Sobre as propostas de adoção de um modelo de bonificação atrelado ao desempenho dos professores, João Ferreira aponta contradição, e diz que, em vez de tal modelo “meritocrático”, o caminho para a valorização da carreira do magistério passa, dentre outras coisas, pela aplicação da Lei do Piso Nacional dos Professores.
Com a carreira cada vez menos atrativa, por conta dos baixos salários e da falta de condições adequadas de trabalho, a Anpae alerta para o risco de um “apagão” na formação de professores, ainda mais no momento em que a Emenda Constitucional 59/09 passa a garantir a obrigatoriedade do ensino para crianças e jovens de 4 a 17 anos.
“Precisamos urgentemente de um crescimento da formação dos professores para atender à demanda da educação infantil e do ensino médio. É uma carreira que precisa se tornar interessante, senão o país não tem futuro. Isso não se resolve com bônus, se resolve com salário digno que torne a profissão mais atraente. O professor não funciona assim. Ele trabalha engajado, num projeto coletivo da escola. Precisa ser valorizado não por bônus, mas por salário e condições de trabalho. Escola não é empresa. É outra coisa”, detalha João Ferreira.
O coordenador do FNE comenta que, durante as Conferências Nacionais de Educação, ocorridas em 2010 e 2014, os debates e deliberações apontavam para a necessidade de ampliação dos recursos para a educação, com o aumento da vinculação de impostos e contribuições. “Aí vem o PMDB propor a desvinculação desses recursos, na contramão daquilo que foi apontado em amplo debate nacional”, destaca Heleno.

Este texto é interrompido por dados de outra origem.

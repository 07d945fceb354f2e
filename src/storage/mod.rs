// src/storage/mod.rs

//! The embedded storage engine: a transactional ordered map keyed by UTF-8
//! string, backed by `redb`. Single-key mutations are each their own write
//! transaction; `redb`'s MVCC gives the single-writer discipline I1 asks
//! for without the worker pool needing to serialize writes itself.

use crate::error::KvError;
use redb::{Database, ReadableTable, TableDefinition};
use std::path::{Path, PathBuf};
use std::sync::Arc;
use tracing::error;

const RECORDS: TableDefinition<&str, &[u8]> = TableDefinition::new("records");

/// A handle onto the embedded engine. Cheaply cloneable: `redb::Database`
/// is internally synchronized, so the worker pool opens one `StorageEngine`
/// and hands every worker task a `.clone()` of it rather than opening the
/// path again per worker (`redb` allows only one `Database` per file).
#[derive(Clone)]
pub struct StorageEngine {
    db: Arc<Database>,
    path: PathBuf,
    max_size_bytes: u64,
}

impl StorageEngine {
    /// Opens (creating if absent) the engine at `path`.
    pub fn open(path: impl AsRef<Path>, max_size_bytes: u64) -> Result<Self, KvError> {
        let path = path.as_ref().to_path_buf();
        let db = Database::create(&path)
            .map_err(|e| KvError::Storage(format!("failed to open database at {path:?}: {e}")))?;

        // Ensure the table exists so later read transactions don't have to
        // special-case a missing table as "corrupt".
        {
            let txn = db
                .begin_write()
                .map_err(|e| KvError::Storage(e.to_string()))?;
            {
                txn.open_table(RECORDS)
                    .map_err(|e| KvError::Storage(e.to_string()))?;
            }
            txn.commit().map_err(|e| KvError::Storage(e.to_string()))?;
        }

        Ok(Self {
            db: Arc::new(db),
            path,
            max_size_bytes,
        })
    }

    /// Writes `(key, value)`, overwriting any existing record.
    pub fn put(&self, key: &str, value: &[u8]) -> Result<(), KvError> {
        if self.max_size_bytes > 0 {
            let current_size = std::fs::metadata(&self.path).map(|m| m.len()).unwrap_or(0);
            if current_size >= self.max_size_bytes {
                return Err(KvError::Storage(format!(
                    "database at {:?} has reached its configured capacity ({} bytes)",
                    self.path, self.max_size_bytes
                )));
            }
        }

        let txn = self
            .db
            .begin_write()
            .map_err(|e| KvError::Storage(e.to_string()))?;
        {
            let mut table = txn
                .open_table(RECORDS)
                .map_err(|e| KvError::Storage(e.to_string()))?;
            table
                .insert(key, value)
                .map_err(|e| KvError::Storage(e.to_string()))?;
        }
        txn.commit().map_err(|e| KvError::Storage(e.to_string()))?;
        Ok(())
    }

    /// Returns the value for `key`, or `None` if absent. A record whose
    /// bytes are not valid UTF-8 is reported as absent and logged as a
    /// corruption event, per the engine's failure policy.
    pub fn get(&self, key: &str) -> Result<Option<String>, KvError> {
        let txn = self
            .db
            .begin_read()
            .map_err(|e| KvError::Storage(e.to_string()))?;
        let table = match txn.open_table(RECORDS) {
            Ok(table) => table,
            Err(redb::TableError::TableDoesNotExist(_)) => return Ok(None),
            Err(e) => return Err(KvError::Storage(e.to_string())),
        };
        let Some(guard) = table.get(key).map_err(|e| KvError::Storage(e.to_string()))? else {
            return Ok(None);
        };
        match String::from_utf8(guard.value().to_vec()) {
            Ok(value) => Ok(Some(value)),
            Err(_) => {
                error!("corrupt (non-UTF-8) value stored for key '{key}'");
                Ok(None)
            }
        }
    }

    /// Removes `key` if present. Idempotent when absent.
    pub fn delete(&self, key: &str) -> Result<(), KvError> {
        let txn = self
            .db
            .begin_write()
            .map_err(|e| KvError::Storage(e.to_string()))?;
        {
            let mut table = txn
                .open_table(RECORDS)
                .map_err(|e| KvError::Storage(e.to_string()))?;
            table
                .remove(key)
                .map_err(|e| KvError::Storage(e.to_string()))?;
        }
        txn.commit().map_err(|e| KvError::Storage(e.to_string()))?;
        Ok(())
    }

    /// Returns every stored key, in the engine's natural (lexicographic)
    /// order.
    pub fn list_keys(&self) -> Result<Vec<String>, KvError> {
        let txn = self
            .db
            .begin_read()
            .map_err(|e| KvError::Storage(e.to_string()))?;
        let table = match txn.open_table(RECORDS) {
            Ok(table) => table,
            Err(redb::TableError::TableDoesNotExist(_)) => return Ok(Vec::new()),
            Err(e) => return Err(KvError::Storage(e.to_string())),
        };
        let mut keys = Vec::new();
        for entry in table.iter().map_err(|e| KvError::Storage(e.to_string()))? {
            let (key, _value) = entry.map_err(|e| KvError::Storage(e.to_string()))?;
            keys.push(key.value().to_string());
        }
        Ok(keys)
    }

    /// Produces a consistent, compact copy of the whole database at
    /// `backup_path`, atomically replacing any prior contents there.
    ///
    /// A read transaction pins a consistent snapshot of the engine at the
    /// moment `backup` is called; concurrent writers may continue against
    /// the live database without affecting what gets copied (P7). Every
    /// record from that snapshot is copied into a fresh `Database` built at
    /// a temporary path, which is then renamed into place — giving the
    /// same "atomically replace prior contents" contract as the embedded
    /// engine's native `copy(compact=True)`.
    pub fn backup(&self, backup_path: impl AsRef<Path>) -> Result<(), KvError> {
        let backup_path = backup_path.as_ref();
        let tmp_path = backup_path.with_extension("redb.tmp");
        if tmp_path.exists() {
            std::fs::remove_file(&tmp_path)
                .map_err(|e| KvError::Storage(format!("failed to clear stale backup tmp: {e}")))?;
        }

        let read_txn = self
            .db
            .begin_read()
            .map_err(|e| KvError::Storage(e.to_string()))?;

        let backup_db = Database::create(&tmp_path).map_err(|e| {
            KvError::Storage(format!("failed to create backup database: {e}"))
        })?;
        let write_txn = backup_db
            .begin_write()
            .map_err(|e| KvError::Storage(e.to_string()))?;
        {
            let mut dest = write_txn
                .open_table(RECORDS)
                .map_err(|e| KvError::Storage(e.to_string()))?;
            match read_txn.open_table(RECORDS) {
                Ok(source) => {
                    for entry in source.iter().map_err(|e| KvError::Storage(e.to_string()))? {
                        let (key, value) = entry.map_err(|e| KvError::Storage(e.to_string()))?;
                        dest.insert(key.value(), value.value())
                            .map_err(|e| KvError::Storage(e.to_string()))?;
                    }
                }
                Err(redb::TableError::TableDoesNotExist(_)) => {}
                Err(e) => return Err(KvError::Storage(e.to_string())),
            }
        }
        write_txn
            .commit()
            .map_err(|e| KvError::Storage(e.to_string()))?;
        drop(backup_db);

        if backup_path.exists() {
            std::fs::remove_file(backup_path).map_err(|e| {
                KvError::Storage(format!("failed to replace prior backup contents: {e}"))
            })?;
        }
        std::fs::rename(&tmp_path, backup_path)
            .map_err(|e| KvError::Storage(format!("failed to finalize backup: {e}")))?;

        Ok(())
    }
}

#[cfg(test)]
mod tests {
    use super::*;
    use tempfile::tempdir;

    fn open_engine(dir: &tempfile::TempDir, name: &str) -> StorageEngine {
        StorageEngine::open(dir.path().join(name), 0).unwrap()
    }

    #[test]
    fn put_then_get_round_trips() {
        let dir = tempdir().unwrap();
        let engine = open_engine(&dir, "a.redb");
        engine.put("foo", b"bar").unwrap();
        assert_eq!(engine.get("foo").unwrap(), Some("bar".to_string()));
    }

    #[test]
    fn get_on_absent_key_returns_none() {
        let dir = tempdir().unwrap();
        let engine = open_engine(&dir, "b.redb");
        assert_eq!(engine.get("missing").unwrap(), None);
    }

    #[test]
    fn empty_value_is_distinct_from_absent() {
        let dir = tempdir().unwrap();
        let engine = open_engine(&dir, "c.redb");
        engine.put("k", b"").unwrap();
        assert_eq!(engine.get("k").unwrap(), Some(String::new()));
        assert_eq!(engine.get("nope").unwrap(), None);
    }

    #[test]
    fn delete_is_idempotent() {
        let dir = tempdir().unwrap();
        let engine = open_engine(&dir, "d.redb");
        engine.put("k", b"v").unwrap();
        engine.delete("k").unwrap();
        engine.delete("k").unwrap();
        assert_eq!(engine.get("k").unwrap(), None);
    }

    #[test]
    fn list_keys_on_empty_engine_is_empty() {
        let dir = tempdir().unwrap();
        let engine = open_engine(&dir, "e.redb");
        assert!(engine.list_keys().unwrap().is_empty());
    }

    #[test]
    fn list_keys_returns_all_written_keys() {
        let dir = tempdir().unwrap();
        let engine = open_engine(&dir, "f.redb");
        engine.put("a", b"1").unwrap();
        engine.put("b", b"2").unwrap();
        let mut keys = engine.list_keys().unwrap();
        keys.sort();
        assert_eq!(keys, vec!["a".to_string(), "b".to_string()]);
    }

    #[test]
    fn backup_produces_a_readable_snapshot() {
        let dir = tempdir().unwrap();
        let engine = open_engine(&dir, "g.redb");
        engine.put("x", b"y").unwrap();
        let backup_path = dir.path().join("backup.redb");
        engine.backup(&backup_path).unwrap();

        let restored = StorageEngine::open(&backup_path, 0).unwrap();
        assert_eq!(restored.get("x").unwrap(), Some("y".to_string()));
    }

    #[test]
    fn backup_replaces_prior_contents() {
        let dir = tempdir().unwrap();
        let engine = open_engine(&dir, "h.redb");
        let backup_path = dir.path().join("backup.redb");

        engine.put("first", b"1").unwrap();
        engine.backup(&backup_path).unwrap();

        engine.delete("first").unwrap();
        engine.put("second", b"2").unwrap();
        engine.backup(&backup_path).unwrap();

        let restored = StorageEngine::open(&backup_path, 0).unwrap();
        assert_eq!(restored.get("first").unwrap(), None);
        assert_eq!(restored.get("second").unwrap(), Some("2".to_string()));
    }

    #[test]
    fn put_past_capacity_is_rejected() {
        let dir = tempdir().unwrap();
        let engine = StorageEngine::open(dir.path().join("i.redb"), 1).unwrap();
        let err = engine.put("k", b"v").unwrap_err();
        assert!(matches!(err, KvError::Storage(_)));
    }
}
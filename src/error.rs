// src/error.rs

//! Defines the primary error type shared by every layer of the node.

use thiserror::Error;

/// Domain-level errors produced by the storage engine, worker pool, and
/// replication manager. `thiserror` gives each variant a wire-ready message
/// and lets callers use `?` across layer boundaries; translation to a
/// `tonic::Status` happens at the RPC boundary in [`crate::rpc`].
#[derive(Error, Debug)]
pub enum KvError {
    /// The requested key has no record in the engine.
    #[error("key not found")]
    NotFound,

    /// A malformed key or value was rejected before it reached storage.
    #[error("invalid argument: {0}")]
    InvalidArgument(String),

    /// The embedded engine reported an I/O, map-full, or corruption failure.
    #[error("storage error: {0}")]
    Storage(String),

    /// A worker returned a value of the wrong shape for the requested
    /// operation (e.g. a non-UTF-8 value on `Get`, a non-string key on
    /// `ListKeys`). Rust's type system makes this structurally unreachable
    /// here, since `Task`/`TaskResult` are tagged enums rather than the
    /// duck-typed tuples of the original design — kept as a variant so the
    /// error taxonomy still names it, per the source design's policy.
    #[error("invalid data type returned: {0}")]
    TypeViolation(String),

    /// A peer could not be reached after exhausting the retry budget.
    /// Never surfaced to a client; logged by the replication manager only.
    #[error("replication to {peer} failed: {reason}")]
    ReplicationFailure { peer: String, reason: String },

    /// The worker pool's task channel or the engine handle went away —
    /// indicates the node is shutting down or a worker panicked.
    #[error("worker pool unavailable: {0}")]
    WorkerUnavailable(String),
}

impl From<KvError> for tonic::Status {
    fn from(err: KvError) -> Self {
        match err {
            KvError::NotFound => tonic::Status::not_found(err.to_string()),
            KvError::InvalidArgument(_) => tonic::Status::invalid_argument(err.to_string()),
            KvError::Storage(_) | KvError::WorkerUnavailable(_) => {
                tonic::Status::unknown(err.to_string())
            }
            KvError::TypeViolation(_) => tonic::Status::unknown(err.to_string()),
            KvError::ReplicationFailure { .. } => tonic::Status::internal(err.to_string()),
        }
    }
}
// src/server/mod.rs

use crate::config::Config;
use anyhow::Result;

mod connection_loop;
mod context;
mod initialization;

/// The main server startup function, orchestrating setup and the serve loop.
pub async fn run(config: Config) -> Result<()> {
    // 1. Open the storage engine, worker pool, and replication manager; bind.
    let server_context = initialization::setup(config).await?;

    // 2. Serve until shutdown, then drain the worker pool.
    connection_loop::run(server_context).await
}
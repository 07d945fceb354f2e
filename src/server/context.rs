// src/server/context.rs

use crate::rpc::Servicer;
use crate::worker::WorkerPool;
use std::net::SocketAddr;
use std::sync::Arc;
use tokio::sync::broadcast;

/// Holds all the initialized state required to run the server's main loop.
pub struct ServerContext {
    pub addr: SocketAddr,
    pub servicer: Servicer,
    pub workers: Arc<WorkerPool>,
    pub shutdown_tx: broadcast::Sender<()>,
}
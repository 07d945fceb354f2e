// src/server/initialization.rs

//! Handles the complete server initialization process: opening the storage
//! engine, spawning the worker pool, building the replication manager, and
//! binding the listen address.

use super::context::ServerContext;
use crate::config::Config;
use crate::replication::ReplicationManager;
use crate::rpc::Servicer;
use crate::worker::WorkerPool;
use anyhow::{Context, Result};
use std::sync::Arc;
use tokio::sync::broadcast;
use tracing::info;

/// Initializes all server components before starting the main loop.
pub async fn setup(config: Config) -> Result<ServerContext> {
    log_startup_info(&config);

    let (shutdown_tx, _) = broadcast::channel(1);

    let workers = Arc::new(
        WorkerPool::spawn(
            &config.storage.path,
            config.storage.max_size_bytes,
            config.workers,
        )
        .with_context(|| format!("failed to open storage engine at {}", config.storage.path))?,
    );
    info!(
        "storage engine open at {} with {} workers",
        config.storage.path, config.workers
    );

    let peers = config.effective_peers();
    info!("replicating to {} peer(s): {:?}", peers.len(), peers);
    let replication = Arc::new(ReplicationManager::new(peers, config.replication.clone()));

    let servicer = Servicer::new(workers.clone(), replication, config.backup.path.clone());

    let addr = format!("{}:{}", config.host, config.port)
        .parse()
        .with_context(|| format!("invalid bind address '{}:{}'", config.host, config.port))?;

    Ok(ServerContext {
        addr,
        servicer,
        workers,
        shutdown_tx,
    })
}

fn log_startup_info(config: &Config) {
    info!(
        "starting kvstore-node on {}:{} (log_level={})",
        config.host, config.port, config.log_level
    );
}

O documento final da Conferência realizada em 2014 apontava para a necessidade de aumentar os gastos obrigatórios da União, que passaria de 18% para 25%, e de estados e municípios, de 25% para 30%. João Ferreira lembra que foi justamente um parlamentar do PMDB o autor da emenda constitucional que determinava os gastos mínimos de cada ente federado.
Heleno Araújo frisa ainda que, no ano em que assumiu o governo de Pernambuco, Mendonça Filho nem sequer cumpriu a obrigação constitucional e terminou o ano de 2006 com gastos de 24,67%, segundo dados do Tribunal de Contas. Ele lembra ainda que o DEM se opôs de maneira sistemática a políticas de democratização do acesso ao ensino superior, como o ProUni, o Fies e a política de cotas.
Os especialistas também temem que a falta de diálogo com o novo ministério possa enfraquecer iniciativas como o Fórum Nacional de Educação e as conferências da área, com etapas de organização prévia e conferências municipais e estaduais que se iniciam neste ano, com vistas à realização da Conferência Nacional de Educação em 2018.
“Infelizmente, temos uma elite que não só quer ganhar mais, mas quer impedir que outros passem a ter direitos. Pessoas que têm muito, mas que não basta ter. Também querem impedir que o outro tenha. O mundo viu, durante a votação (que aprovou o impeachment da presidenta Dilma Rousseff na Câmara dos Deputados), como é a postura dessas pessoas que pensam só no privado. Não pensam no público, apesar de assumirem um cargo em que juraram defender a Constituição Federal e o povo, mas, na verdade, a sua atuação é bem privada”, diz Heleno.